Defendant, Louisiana Lottery, has filed a motion for summary judgment seeking complete dismissal. The Lottery claims that Brown cannot establish two essential elements of her claim: (1) that her sexual harassment report was an act protected by Title YII and (2) that she was fired because of that report. The Lottery also claims that even if the Court finds that Brown has met her initial burden on the second element, she has not presented any evidence to rebut the Lottery’s asserted legitimate, non-discriminatory reason for her termination.

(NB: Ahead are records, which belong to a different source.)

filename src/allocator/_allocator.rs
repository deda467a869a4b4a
//! Allocator implementations

#[path = "alloc/_alloc.rs"  ] pub mod alloc;
#[path = "c/_c.rs"          ] pub mod c;
#[path = "debug/_debug.rs"  ] pub mod debug;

Because Brown asserts her claims under Title VII of the Civil Rights Act of 1964 as amended, 42 U.S.C. § 2000e et seq., this Court has federal question jurisdiction under 28 U.S.C. § 1331.

SUMMARY JUDGMENT STANDARD

Summary judgment is appropriate when the pleadings, depositions, answers to interrogatories, admissions, and affidavits on file indicate that there is no genuine issue of material fact and that the moving party is entitled to judgment as a matter of law. Celotex Corp. v. Catrett, 477 U.S. 317, 322, *594 106 S.Ct. 2548, 91 L.Ed.2d 265 (1986). When the burden at trial rests on the non-moving party, as it does here, the moving party need only demonstrate that the record lacks sufficient evidentiary support for the non-moving party’s case. Id. The moving party may do this by showing that the evidence is insufficient to prove the existence of one or more elements essential to the non-moving party’s case. Id.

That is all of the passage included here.